-- SOURCE DATA follows --

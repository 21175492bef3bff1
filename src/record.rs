//! Self-describing hash record codec
//!
//! A record carries the derived key together with every parameter needed to
//! re-derive it: `key:salt:iterations:length:digest`, joined with a
//! configurable separator. Encoding does not inspect fields for the
//! separator; callers must keep salt and digest separator-free or decoding
//! will misparse.

use crate::error::{HashError, Result};

/// Separator between record fields unless the caller picks another
pub const DEFAULT_SEPARATOR: &str = ":";

const FIELD_COUNT: usize = 5;

/// Decoded form of a serialized hash record
#[derive(Debug, Clone, PartialEq, Eq)]
pub struct HashRecord {
    /// Derived key, lowercase hex, `2 * length` characters
    pub key_hex: String,
    /// Salt exactly as it was fed to the derivation
    pub salt: String,
    /// PBKDF2 work factor
    pub iterations: u32,
    /// Derived key length in bytes
    pub length: usize,
    /// Digest name, e.g. `sha512`
    pub digest: String,
}

impl HashRecord {
    /// Join the five fields in wire order with `separator`
    #[must_use]
    pub fn encode(&self, separator: &str) -> String {
        [
            self.key_hex.as_str(),
            self.salt.as_str(),
            &self.iterations.to_string(),
            &self.length.to_string(),
            &self.digest,
        ]
        .join(separator)
    }

    /// Split `record` on `separator` into exactly five fields.
    ///
    /// # Errors
    ///
    /// Returns [`HashError::MalformedRecord`] when the split does not yield
    /// five parts, or when `iterations`/`length` are not plain base-10
    /// integers (`"10.5"`, `"1e4"`, `"+10"` are rejected, never truncated).
    pub fn decode(record: &str, separator: &str) -> Result<Self> {
        let fields: Vec<&str> = record.split(separator).collect();
        let [key_hex, salt, iterations, length, digest] = fields[..] else {
            return Err(HashError::malformed(format!(
                "expected {FIELD_COUNT} fields, found {}",
                fields.len()
            )));
        };
        Ok(Self {
            key_hex: key_hex.to_string(),
            salt: salt.to_string(),
            iterations: parse_exact_int(iterations, "iterations")?,
            length: parse_exact_int(length, "length")?,
            digest: digest.to_string(),
        })
    }
}

/// Parse a base-10 integer literal: ASCII digits only, no sign, no decimal
/// point, no exponent. Overflow of the target type is malformed too.
fn parse_exact_int<T: std::str::FromStr>(field: &str, what: &str) -> Result<T> {
    if field.is_empty() || !field.bytes().all(|b| b.is_ascii_digit()) {
        return Err(HashError::malformed(format!(
            "{what} is not a base-10 integer: {field:?}"
        )));
    }
    field
        .parse()
        .map_err(|_| HashError::malformed(format!("{what} is out of range: {field:?}")))
}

-- SOURCE DATA concluded --

TRY IT: For this exercise, give every entry again exactly as it appears.

THE COMPLETED TASK:
repository 21175492bef3bff1
filename src/record.rs
//! Self-describing hash record codec
//!
//! A record carries the derived key together with every parameter needed to
//! re-derive it: `key:salt:iterations:length:digest`, joined with a
//! configurable separator. Encoding does not inspect fields for the
//! separator; callers must keep salt and digest separator-free or decoding
//! will misparse.

use crate::error::{HashError, Result};

/// Separator between record fields unless the caller picks another
pub const DEFAULT_SEPARATOR: &str = ":";

const FIELD_COUNT: usize = 5;

/// Decoded form of a serialized hash record
#[derive(Debug, Clone, PartialEq, Eq)]
pub struct HashRecord {
    /// Derived key, lowercase hex, `2 * length` characters
    pub key_hex: String,
    /// Salt exactly as it was fed to the derivation
    pub salt: String,
    /// PBKDF2 work factor
    pub iterations: u32,
    /// Derived key length in bytes
    pub length: usize,
    /// Digest name, e.g. `sha512`
    pub digest: String,
}

impl HashRecord {
    /// Join the five fields in wire order with `separator`
    #[must_use]
    pub fn encode(&self, separator: &str) -> String {
        [
            self.key_hex.as_str(),
            self.salt.as_str(),
            &self.iterations.to_string(),
            &self.length.to_string(),
            &self.digest,
        ]
        .join(separator)
    }

    /// Split `record` on `separator` into exactly five fields.
    ///
    /// # Errors
    ///
    /// Returns [`HashError::MalformedRecord`] when the split does not yield
    /// five parts, or when `iterations`/`length` are not plain base-10
    /// integers (`"10.5"`, `"1e4"`, `"+10"` are rejected, never truncated).
    pub fn decode(record: &str, separator: &str) -> Result<Self> {
        let fields: Vec<&str> = record.split(separator).collect();
        let [key_hex, salt, iterations, length, digest] = fields[..] else {
            return Err(HashError::malformed(format!(
                "expected {FIELD_COUNT} fields, found {}",
                fields.len()
            )));
        };
        Ok(Self {
            key_hex: key_hex.to_string(),
            salt: salt.to_string(),
            iterations: parse_exact_int(iterations, "iterations")?,
            length: parse_exact_int(length, "length")?,
            digest: digest.to_string(),
        })
    }
}

/// Parse a base-10 integer literal: ASCII digits only, no sign, no decimal
/// point, no exponent. Overflow of the target type is malformed too.
fn parse_exact_int<T: std::str::FromStr>(field: &str, what: &str) -> Result<T> {
    if field.is_empty() || !field.bytes().all(|b| b.is_ascii_digit()) {
        return Err(HashError::malformed(format!(
            "{what} is not a base-10 integer: {field:?}"
        )));
    }
    field
        .parse()
        .map_err(|_| HashError::malformed(format!("{what} is out of range: {field:?}")))
}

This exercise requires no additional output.